**TO DO**
Find the line that contains "link itself survives."; then retype it and each line after it, exactly, through the final line of the data below.
START DATA FOR ANALYSIS
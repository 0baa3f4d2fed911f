//! Owned, line-addressable copy of one class disassembly

use std::fs;
use std::io::Write;
use std::path::{Path, PathBuf};

use tempfile::NamedTempFile;

use crate::error::{InjectError, Result};

/// One `.smali` file held as an ordered list of lines
///
/// Line terminators are stripped on read and remembered per line, so a
/// file with mixed `\n` and `\r\n` endings renders back byte for byte.
/// Inserted lines use the first terminator seen in the file.
#[derive(Clone, Debug, PartialEq, Eq)]
pub struct TextUnit {
    lines: Vec<String>,
    /// Terminator after each line; empty for a last line without one
    endings: Vec<&'static str>,
    newline: &'static str,
}

impl TextUnit {
    pub fn parse(text: &str) -> Self {
        let mut lines = Vec::new();
        let mut endings = Vec::new();
        for piece in text.split_inclusive('\n') {
            let (line, ending) = if let Some(line) = piece.strip_suffix("\r\n") {
                (line, "\r\n")
            } else if let Some(line) = piece.strip_suffix('\n') {
                (line, "\n")
            } else {
                (piece, "")
            };
            lines.push(line.to_owned());
            endings.push(ending);
        }
        let newline = endings
            .iter()
            .copied()
            .find(|ending| !ending.is_empty())
            .unwrap_or("\n");
        Self {
            lines,
            endings,
            newline,
        }
    }

    /// Read a unit from disk
    ///
    /// # Errors
    /// - [`InjectError::MissingBackingUnit`] when `path` is not a file
    /// - [`InjectError::IoError`] when it cannot be read as UTF-8
    pub fn read(path: &Path) -> Result<Self> {
        if !path.is_file() {
            return Err(InjectError::MissingBackingUnit(path.to_path_buf()));
        }
        let text = fs::read_to_string(path)
            .map_err(|e| InjectError::from_io_error(path.display().to_string(), e))?;
        Ok(Self::parse(&text))
    }

    pub fn lines(&self) -> &[String] {
        &self.lines
    }

    pub fn len(&self) -> usize {
        self.lines.len()
    }

    pub fn is_empty(&self) -> bool {
        self.lines.is_empty()
    }

    pub fn line(&self, idx: usize) -> &str {
        &self.lines[idx]
    }

    pub fn replace_line(&mut self, idx: usize, text: String) {
        self.lines[idx] = text;
    }

    /// Insert `new_lines` so that the first of them lands at index `at`
    pub fn insert_lines<I>(&mut self, at: usize, new_lines: I)
    where
        I: IntoIterator<Item = String>,
    {
        let at = at.min(self.lines.len());
        let before = self.lines.len();
        self.lines.splice(at..at, new_lines);
        let added = self.lines.len() - before;
        if added == 0 {
            return;
        }
        self.endings
            .splice(at..at, std::iter::repeat(self.newline).take(added));

        // appending after an unterminated last line moves the missing
        // terminator to the new last line
        if at == before && at > 0 && self.endings[at - 1].is_empty() {
            self.endings[at - 1] = self.newline;
            if let Some(last) = self.endings.last_mut() {
                *last = "";
            }
        }
    }

    pub fn render(&self) -> String {
        let mut out = String::new();
        for (line, ending) in self.lines.iter().zip(&self.endings) {
            out.push_str(line);
            out.push_str(ending);
        }
        out
    }

    /// Write the unit back over `path`
    ///
    /// The text goes to a temporary file in the same directory which is then
    /// renamed over the target, so a failed write leaves the old unit intact.
    /// The target's permissions are carried over, and a symlink is followed
    /// so the link itself survives.
    pub fn persist(&self, path: &Path) -> Result<()> {
        let io_err = |e| InjectError::from_io_error(path.display().to_string(), e);
        let target = fs::canonicalize(path).unwrap_or_else(|_| path.to_path_buf());
        let dir = match target.parent() {
            Some(parent) if !parent.as_os_str().is_empty() => parent.to_path_buf(),
            _ => PathBuf::from("."),
        };
        let mut tmp = NamedTempFile::new_in(&dir).map_err(io_err)?;
        tmp.write_all(self.render().as_bytes()).map_err(io_err)?;
        if let Ok(meta) = fs::metadata(&target) {
            tmp.as_file()
                .set_permissions(meta.permissions())
                .map_err(io_err)?;
        }
        tmp.persist(&target).map_err(|e| io_err(e.error))?;
        Ok(())
    }
}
END DATA FOR ANALYSIS
**RESPONSE**
    /// so the link itself survives.
    pub fn persist(&self, path: &Path) -> Result<()> {
        let io_err = |e| InjectError::from_io_error(path.display().to_string(), e);
        let target = fs::canonicalize(path).unwrap_or_else(|_| path.to_path_buf());
        let dir = match target.parent() {
            Some(parent) if !parent.as_os_str().is_empty() => parent.to_path_buf(),
            _ => PathBuf::from("."),
        };
        let mut tmp = NamedTempFile::new_in(&dir).map_err(io_err)?;
        tmp.write_all(self.render().as_bytes()).map_err(io_err)?;
        if let Ok(meta) = fs::metadata(&target) {
            tmp.as_file()
                .set_permissions(meta.permissions())
                .map_err(io_err)?;
        }
        tmp.persist(&target).map_err(|e| io_err(e.error))?;
        Ok(())
    }
}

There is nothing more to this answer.